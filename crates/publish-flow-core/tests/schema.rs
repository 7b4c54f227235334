// crates/publish-flow-core/tests/schema.rs
// ============================================================================
// Module: Schema Validator Tests
// Description: Field typing, rules, reachability probing, and error order.
// Purpose: Ensure validation is fail-soft and reports errors in schema order.
// Dependencies: publish-flow-core, serde_json
// ============================================================================

//! Schema validator behavior tests.

#![allow(
    clippy::unwrap_used,
    clippy::expect_used,
    reason = "Test setup uses unwrap for clarity."
)]

mod common;

use publish_flow_core::ErrorKind;
use publish_flow_core::FieldValue;
use publish_flow_core::Locale;
use publish_flow_core::ProbeStatus;
use publish_flow_core::RawFieldMap;
use publish_flow_core::ReachabilityCache;
use publish_flow_core::Schema;
use publish_flow_core::SchemaValidator;
use publish_flow_core::ValidationContext;
use publish_flow_core::field;
use publish_flow_core::translate;
use serde_json::Value;
use serde_json::json;

use crate::common::HOME_PAGE;
use crate::common::StaticProbe;

fn complete_raw() -> RawFieldMap {
    let mut raw = RawFieldMap::new();
    raw.insert(field::NAME, "demo");
    raw.insert(field::MODULE, "nonebot_plugin_demo");
    raw.insert(field::MODULE_PATH, "src/plugins/demo");
    raw.insert(field::IS_DIR, false);
    raw.insert(field::AUTHOR, "author");
    raw.insert(field::GITHUB_URL, HOME_PAGE);
    raw.insert(field::DESCRIPTION, "A demo plugin");
    raw.insert(field::USAGE, "/demo");
    raw.insert(field::VERSION, "0.1.0");
    raw.insert(field::PLUGIN_TYPE, "NORMAL");
    raw
}

fn validate(raw: &RawFieldMap, probe: &StaticProbe) -> publish_flow_core::FieldValidation {
    let schema = Schema::plugin().unwrap();
    let mut cache = ReachabilityCache::new();
    let mut ctx = ValidationContext {
        locale: Locale::En,
        probe,
        cache: &mut cache,
    };
    SchemaValidator::validate(&schema, raw, &mut ctx)
}

#[test]
fn complete_submission_validates_in_schema_order() {
    let result = validate(&complete_raw(), &StaticProbe::new());

    assert!(result.errors.is_empty());
    let keys: Vec<&str> = result.data.keys().map(String::as_str).collect();
    assert_eq!(
        keys,
        vec![
            "name",
            "module",
            "module_path",
            "is_dir",
            "author",
            "github_url",
            "description",
            "usage",
            "version",
            "plugin_type",
        ]
    );
    assert_eq!(result.data.get(field::IS_DIR), Some(&Value::Bool(false)));
}

#[test]
fn every_missing_field_is_reported() {
    let result = validate(&RawFieldMap::new(), &StaticProbe::new());

    assert!(result.data.is_empty());
    assert_eq!(result.errors.len(), 10);
    assert!(result.errors.iter().all(|entry| entry.kind == ErrorKind::Missing));
    assert_eq!(result.errors[0].field(), Some(field::NAME));
    assert_eq!(result.errors[9].field(), Some(field::PLUGIN_TYPE));
}

#[test]
fn valid_fields_survive_next_to_invalid_ones() {
    let mut raw = complete_raw();
    raw.insert(field::NAME, "o".repeat(60));

    let result = validate(&raw, &StaticProbe::new());

    assert_eq!(result.errors.len(), 1);
    let entry = &result.errors[0];
    assert_eq!(entry.kind, ErrorKind::StringTooLong);
    assert_eq!(entry.ctx.get("max_length"), Some(&json!(50)));
    assert!(!result.data.contains_key(field::NAME));
    assert_eq!(result.data.len(), 9);
}

#[test]
fn name_at_the_limit_is_accepted() {
    let mut raw = complete_raw();
    raw.insert(field::NAME, "名".repeat(50));

    let result = validate(&raw, &StaticProbe::new());

    assert!(result.errors.is_empty());
}

#[test]
fn unreachable_home_page_reports_status_code() {
    let probe = StaticProbe::new().with_status(HOME_PAGE, ProbeStatus::http(404, "Not Found"));

    let result = validate(&complete_raw(), &probe);

    assert_eq!(result.errors.len(), 1);
    let entry = &result.errors[0];
    assert_eq!(entry.kind, ErrorKind::GithubUrl);
    assert_eq!(entry.loc, vec!["github_url".to_string()]);
    assert_eq!(entry.ctx.get("status_code"), Some(&json!(404)));
    assert_eq!(entry.input, Some(Value::String(HOME_PAGE.to_string())));
    assert!(!result.data.contains_key(field::GITHUB_URL));
}

#[test]
fn network_failure_reports_negative_status() {
    let probe =
        StaticProbe::new().with_status(HOME_PAGE, ProbeStatus::network_error("connection refused"));

    let result = validate(&complete_raw(), &probe);

    assert_eq!(result.errors[0].ctx.get("status_code"), Some(&json!(-1)));
    assert_eq!(result.errors[0].ctx.get("msg"), Some(&json!("connection refused")));
    assert_eq!(result.errors[0].msg, "Project home page is unreachable");
}

#[test]
fn http_failure_keeps_status_reason_in_context() {
    let probe = StaticProbe::new().with_status(HOME_PAGE, ProbeStatus::http(404, "Not Found"));

    let result = validate(&complete_raw(), &probe);

    assert_eq!(result.errors[0].ctx.get("status_code"), Some(&json!(404)));
    assert_eq!(result.errors[0].ctx.get("msg"), Some(&json!("Not Found")));
}

#[test]
fn home_page_is_trimmed_and_probed_trimmed() {
    let mut raw = complete_raw();
    raw.insert(field::GITHUB_URL, format!("  {HOME_PAGE}  "));
    let probe = StaticProbe::new();

    let result = validate(&raw, &probe);

    assert!(result.errors.is_empty());
    assert_eq!(result.data.get(field::GITHUB_URL), Some(&json!(HOME_PAGE)));
    assert_eq!(probe.calls(), vec![HOME_PAGE.to_string()]);
}

#[test]
fn home_page_must_be_http() {
    let mut raw = complete_raw();
    raw.insert(field::GITHUB_URL, "ftp://example.com/demo");

    let result = validate(&raw, &StaticProbe::new());

    assert_eq!(result.errors.len(), 1);
    assert_eq!(result.errors[0].kind, ErrorKind::StringPatternMismatch);
    assert_eq!(result.errors[0].ctx.get("pattern"), Some(&json!("^https?://.*$")));
}

#[test]
fn wrong_types_are_reported_with_input() {
    let mut raw = complete_raw();
    raw.insert(field::IS_DIR, "否");
    raw.insert(field::MODULE, FieldValue::Flag(true));

    let result = validate(&raw, &StaticProbe::new());

    let kinds: Vec<ErrorKind> = result.errors.iter().map(|entry| entry.kind).collect();
    assert_eq!(kinds, vec![ErrorKind::StringType, ErrorKind::BoolType]);
    assert_eq!(result.errors[1].input, Some(json!("否")));
}

#[test]
fn reachability_is_probed_once_per_url() {
    let probe = StaticProbe::new();
    let schema = Schema::plugin().unwrap();
    let mut cache = ReachabilityCache::new();
    let raw = complete_raw();

    for _ in 0 .. 3 {
        let mut ctx = ValidationContext {
            locale: Locale::En,
            probe: &probe,
            cache: &mut cache,
        };
        let _ = SchemaValidator::validate(&schema, &raw, &mut ctx);
    }

    assert_eq!(probe.calls().len(), 1);
    assert_eq!(cache.len(), 1);
    cache.clear();
    assert!(cache.is_empty());
}

#[test]
fn messages_follow_the_locale() {
    let schema = Schema::plugin().unwrap();
    let probe = StaticProbe::new();
    let mut cache = ReachabilityCache::new();
    let mut zh = ValidationContext {
        locale: Locale::Zh,
        probe: &probe,
        cache: &mut cache,
    };
    let zh_result = SchemaValidator::validate(&schema, &RawFieldMap::new(), &mut zh);
    let en_result = validate(&RawFieldMap::new(), &probe);

    assert_ne!(zh_result.errors[0].msg, en_result.errors[0].msg);
    assert_eq!(zh_result.errors[0].kind, en_result.errors[0].kind);
}

#[test]
fn error_kinds_are_limited_to_categories_validation_emits() {
    let bool_type: ErrorKind = serde_json::from_value(json!("bool_type")).unwrap();

    assert_eq!(bool_type, ErrorKind::BoolType);
    assert!(serde_json::from_value::<ErrorKind>(json!("list_type")).is_err());
    assert_eq!(translate(Locale::En, "error.list_type", &[]), "error.list_type");
    assert_eq!(
        translate(Locale::En, &ErrorKind::BoolType.message_key(), &[]),
        "Input should be a valid boolean"
    );
}
/// What happened to the report comment.
#[derive(Debug, Clone, Copy, PartialEq, Eq)]
pub enum CommentAction {
    /// A new comment was created.
    Created,
    /// The existing comment was rewritten.
    Updated,
    /// The existing comment already had the rendered body.
    Unchanged,
}

/// Result of an issue check.
#[derive(Debug, Clone, PartialEq)]
pub enum CheckReport {
    /// The event was ignored.
    Ignored(Ignored),
    /// The submission was checked and reported.
    Checked {
        /// Validation outcome.
        outcome: ValidationOutcome,
        /// Final issue title.
        title: String,
        /// Pull request opened or refreshed for a valid submission.
        pull_request: Option<u64>,
        /// Comment action taken.
        comment: CommentAction,
    },
}

/// Result of handling a closed pull request.
#[derive(Debug, Clone, PartialEq, Eq)]
pub enum ClosedReport {
    /// The event was ignored.
    Ignored(Ignored),
    /// The related issue was handled.
    Handled {
        /// Related issue number.
        issue: IssueNumber,
        /// True when the issue was closed by this run.
        closed_issue: bool,
        /// Conflict replays performed after a merge.
        resolutions: Vec<ConflictResolution>,
    },
}

/// Result of handling a submitted review.
#[derive(Debug, Clone, PartialEq, Eq)]
pub enum ReviewReport {
    /// The event was ignored.
    Ignored(Ignored),
    /// The pull request was merged.
    Merged {
        /// Pull request number.
        number: u64,
        /// Conflict replays performed before merging.
        resolutions: Vec<ConflictResolution>,
    },
}

// ============================================================================
// SECTION: Workflow
// ============================================================================

/// Publish workflow bound to one repository and one set of run parameters.
pub struct PublishWorkflow<'a> {
    /// Collaborators.
    services: WorkflowServices<'a>,
    /// Run parameters.
    settings: &'a WorkflowSettings,
    /// Reachability memo for this invocation.
    cache: ReachabilityCache,
}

▬▬▬▬▬▬

**Aim of the task:** Count the lines above that contain the word "SchemaValidator", and give only that number.

**Task result:** 4